- _Description of the task_: For the entries below, how many lines contain the word "ReferenceT"? Reply with the number and nothing else.

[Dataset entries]
════════

//! Link blocks and small records shared by every resource.
//!
//! None of these carry required fields, so each type is its own wire view.

use ivcap_core::prelude::{Policy, ValidationError};
use serde::{Deserialize, Serialize};

#[derive(Clone, Debug, Default, PartialEq, Serialize, Deserialize)]
pub struct DescribedByT {
    #[serde(default, skip_serializing_if = "Option::is_none")]
    pub href: Option<String>,
    #[serde(rename = "type", default, skip_serializing_if = "Option::is_none")]
    pub type_: Option<String>,
}

#[derive(Clone, Debug, Default, PartialEq, Serialize, Deserialize)]
pub struct SelfT {
    #[serde(rename = "self", default, skip_serializing_if = "Option::is_none")]
    pub self_: Option<String>,
    #[serde(rename = "describedBy", default, skip_serializing_if = "Option::is_none")]
    pub described_by: Option<DescribedByT>,
}

/// Navigation links of a list page.
#[derive(Clone, Debug, Default, PartialEq, Serialize, Deserialize)]
pub struct NavT {
    #[serde(rename = "self", default, skip_serializing_if = "Option::is_none")]
    pub self_: Option<String>,
    #[serde(default, skip_serializing_if = "Option::is_none")]
    pub first: Option<String>,
    #[serde(default, skip_serializing_if = "Option::is_none")]
    pub next: Option<String>,
}

#[derive(Clone, Debug, Default, PartialEq, Serialize, Deserialize)]
pub struct RefT {
    #[serde(default, skip_serializing_if = "Option::is_none")]
    pub id: Option<String>,
    #[serde(default, skip_serializing_if = "Option::is_none")]
    pub links: Option<SelfT>,
}

#[derive(Clone, Debug, Default, PartialEq, Serialize, Deserialize)]
pub struct SelfWithDataT {
    #[serde(rename = "self", default, skip_serializing_if = "Option::is_none")]
    pub self_: Option<String>,
    #[serde(default, skip_serializing_if = "Option::is_none")]
    pub data: Option<String>,
    #[serde(rename = "describedBy", default, skip_serializing_if = "Option::is_none")]
    pub described_by: Option<DescribedByT>,
}

/// Metadata record attached to an entity; `data` is schema-defined JSON.
#[derive(Clone, Debug, Default, PartialEq, Serialize, Deserialize)]
pub struct MetadataT {
    #[serde(default, skip_serializing_if = "Option::is_none")]
    pub schema: Option<String>,
    #[serde(default, skip_serializing_if = "Option::is_none")]
    pub data: Option<serde_json::Value>,
}

#[derive(Clone, Debug, Default, PartialEq, Eq, Serialize, Deserialize)]
pub struct ParameterT {
    #[serde(default, skip_serializing_if = "Option::is_none")]
    pub name: Option<String>,
    #[serde(default, skip_serializing_if = "Option::is_none")]
    pub value: Option<String>,
}

impl ParameterT {
    pub fn new(name: impl Into<String>, value: impl Into<String>) -> Self {
        Self {
            name: Some(name.into()),
            value: Some(value.into()),
        }
    }
}

/// Paging and ordering of the order and service listings. `limit` and
/// `order-desc` are always sent.
#[derive(Clone, Debug, PartialEq, Eq)]
pub struct ListQuery {
    /// 1..=50.
    pub limit: i64,
    /// Opaque token from a previous page.
    pub page: Option<String>,
    pub filter: Option<String>,
    pub order_by: Option<String>,
    pub order_desc: bool,
    /// Returns the listing as it was at this RFC 3339 time.
    pub at_time: Option<String>,
}

impl Default for ListQuery {
    fn default() -> Self {
        Self {
            limit: 10,
            page: None,
            filter: None,
            order_by: None,
            order_desc: true,
            at_time: None,
        }
    }
}

impl ListQuery {
    pub fn new() -> Self {
        Self::default()
    }

    #[inline]
    pub fn limit(mut self, v: i64) -> Self {
        self.limit = v;
        self
    }

    #[inline]
    pub fn order_desc(mut self, v: bool) -> Self {
        self.order_desc = v;
        self
    }

    pub(crate) fn validate(&self) -> Result<(), ValidationError> {
        let mut v = ValidationError::new();
        v.range("limit", self.limit, Some(1), Some(50));
        v.into_result()
    }

    pub(crate) fn apply(&self, policy: &mut Policy) {
        policy.push_query("limit", self.limit.to_string());
        policy.push_query_opt("page", self.page.as_deref());
        policy.push_query_opt("filter", self.filter.as_deref());
        policy.push_query_opt("order-by", self.order_by.as_deref());
        policy.push_query("order-desc", self.order_desc.to_string());
        policy.push_query_opt("at-time", self.at_time.as_deref());
    }
}

optional_setters!(ListQuery {
    page: String,
    filter: String,
    order_by: String,
    at_time: String,
});

/// Moves a present list out of a view, an absent one becomes empty.
pub(crate) fn vec_or_default<T>(v: Option<Vec<T>>) -> Vec<T> {
    v.unwrap_or_default()
}

/// Projects a list; an empty one is left off the wire.
pub(crate) fn vec_or_none<T: Clone>(v: &[T]) -> Option<Vec<T>> {
    (!v.is_empty()).then(|| v.to_vec())
}
use super::types::{ParameterDefT, ReferenceT, ServiceListItem, ServiceListRT, ServiceStatusRT};
use crate::common::{NavT, ParameterT, RefT, SelfT, vec_or_default, vec_or_none};
use ivcap_core::validate::ValidationError;
use ivcap_core::view::{ResultView, project_all, validate_all};
use serde::{Deserialize, Serialize};

#[derive(Clone, Debug, Default, PartialEq, Serialize, Deserialize)]
#[serde(rename_all = "kebab-case")]
pub struct ServiceListItemView {
    #[serde(default, skip_serializing_if = "Option::is_none")]
    pub id: Option<String>,
    #[serde(default, skip_serializing_if = "Option::is_none")]
    pub name: Option<String>,
    #[serde(default, skip_serializing_if = "Option::is_none")]
    pub description: Option<String>,
    #[serde(default, skip_serializing_if = "Option::is_none")]
    pub banner: Option<String>,
    #[serde(default, skip_serializing_if = "Option::is_none")]
    pub published_at: Option<String>,
    #[serde(default, skip_serializing_if = "Option::is_none")]
    pub provider: Option<RefT>,
    #[serde(default, skip_serializing_if = "Option::is_none")]
    pub account: Option<RefT>,
    #[serde(default, skip_serializing_if = "Option::is_none")]
    pub links: Option<SelfT>,
}

impl ResultView for ServiceListItemView {
    type Result = ServiceListItem;

    fn project(res: &ServiceListItem, _view: &str) -> Self {
        Self {
            id: Some(res.id.clone()),
            name: res.name.clone(),
            description: res.description.clone(),
            banner: res.banner.clone(),
            published_at: res.published_at.clone(),
            provider: res.provider.clone(),
            account: res.account.clone(),
            links: Some(res.links.clone()),
        }
    }

    fn validate(&self, _view: &str) -> Result<(), ValidationError> {
        let mut v = ValidationError::new();
        v.require("id", &self.id);
        v.require("links", &self.links);
        v.into_result()
    }

    fn into_result(self) -> ServiceListItem {
        ServiceListItem {
            id: self.id.unwrap_or_default(),
            name: self.name,
            description: self.description,
            banner: self.banner,
            published_at: self.published_at,
            provider: self.provider,
            account: self.account,
            links: self.links.unwrap_or_default(),
        }
    }
}

#[derive(Clone, Debug, Default, PartialEq, Serialize, Deserialize)]
#[serde(rename_all = "kebab-case")]
pub struct ServiceListRTView {
    #[serde(default, skip_serializing_if = "Option::is_none")]
    pub services: Option<Vec<ServiceListItemView>>,
    #[serde(default, skip_serializing_if = "Option::is_none")]
    pub at_time: Option<String>,
    #[serde(default, skip_serializing_if = "Option::is_none")]
    pub links: Option<NavT>,
}

impl ResultView for ServiceListRTView {
    type Result = ServiceListRT;

    fn project(res: &ServiceListRT, view: &str) -> Self {
        Self {
            services: Some(project_all(&res.services, view)),
            at_time: res.at_time.clone(),
            links: Some(res.links.clone()),
        }
    }

    fn validate(&self, view: &str) -> Result<(), ValidationError> {
        let mut v = ValidationError::new();
        v.require("services", &self.services);
        v.require("links", &self.links);
        if let Some(services) = &self.services {
            v.merge(validate_all("services", services, view));
        }
        v.into_result()
    }

    fn into_result(self) -> ServiceListRT {
        ServiceListRT {
            services: vec_or_default(self.services)
                .into_iter()
                .map(ResultView::into_result)
                .collect(),
            at_time: self.at_time,
            links: self.links.unwrap_or_default(),
        }
    }
}

#[derive(Clone, Debug, Default, PartialEq, Serialize, Deserialize)]
#[serde(rename_all = "kebab-case")]
pub struct ServiceStatusRTView {
    #[serde(default, skip_serializing_if = "Option::is_none")]
    pub id: Option<String>,
    #[serde(default, skip_serializing_if = "Option::is_none")]
    pub name: Option<String>,
    #[serde(default, skip_serializing_if = "Option::is_none")]
    pub description: Option<String>,
    #[serde(default, skip_serializing_if = "Option::is_none")]
    pub banner: Option<String>,
    #[serde(default, skip_serializing_if = "Option::is_none")]
    pub published_at: Option<String>,
    #[serde(default, skip_serializing_if = "Option::is_none")]
    pub status: Option<String>,
    #[serde(default, skip_serializing_if = "Option::is_none")]
    pub tags: Option<Vec<String>>,
    #[serde(default, skip_serializing_if = "Option::is_none")]
    pub metadata: Option<Vec<ParameterT>>,
    #[serde(default, skip_serializing_if = "Option::is_none")]
    pub references: Option<Vec<ReferenceT>>,
    #[serde(default, skip_serializing_if = "Option::is_none")]
    pub parameters: Option<Vec<ParameterDefT>>,
    #[serde(default, skip_serializing_if = "Option::is_none")]
    pub provider: Option<RefT>,
    #[serde(default, skip_serializing_if = "Option::is_none")]
    pub account: Option<RefT>,
    #[serde(default, skip_serializing_if = "Option::is_none")]
    pub links: Option<SelfT>,
}

impl ResultView for ServiceStatusRTView {
    type Result = ServiceStatusRT;

    fn project(res: &ServiceStatusRT, _view: &str) -> Self {
        Self {
            id: Some(res.id.clone()),
            name: res.name.clone(),
            description: res.description.clone(),
            banner: res.banner.clone(),
            published_at: res.published_at.clone(),
            status: res.status.clone(),
            tags: vec_or_none(&res.tags),
            metadata: vec_or_none(&res.metadata),
            references: vec_or_none(&res.references),
            parameters: vec_or_none(&res.parameters),
            provider: res.provider.clone(),
            account: res.account.clone(),
            links: Some(res.links.clone()),
        }
    }

    fn validate(&self, _view: &str) -> Result<(), ValidationError> {
        let mut v = ValidationError::new();
        v.require("id", &self.id);
        v.require("links", &self.links);
        v.into_result()
    }

    fn into_result(self) -> ServiceStatusRT {
        ServiceStatusRT {
            id: self.id.unwrap_or_default(),
            name: self.name,
            description: self.description,
            banner: self.banner,
            published_at: self.published_at,
            status: self.status,
            tags: vec_or_default(self.tags),
            metadata: vec_or_default(self.metadata),
            references: vec_or_default(self.references),
            parameters: vec_or_default(self.parameters),
            provider: self.provider,
            account: self.account,
            links: self.links.unwrap_or_default(),
        }
    }
}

════════

- _Answer for the task_: 2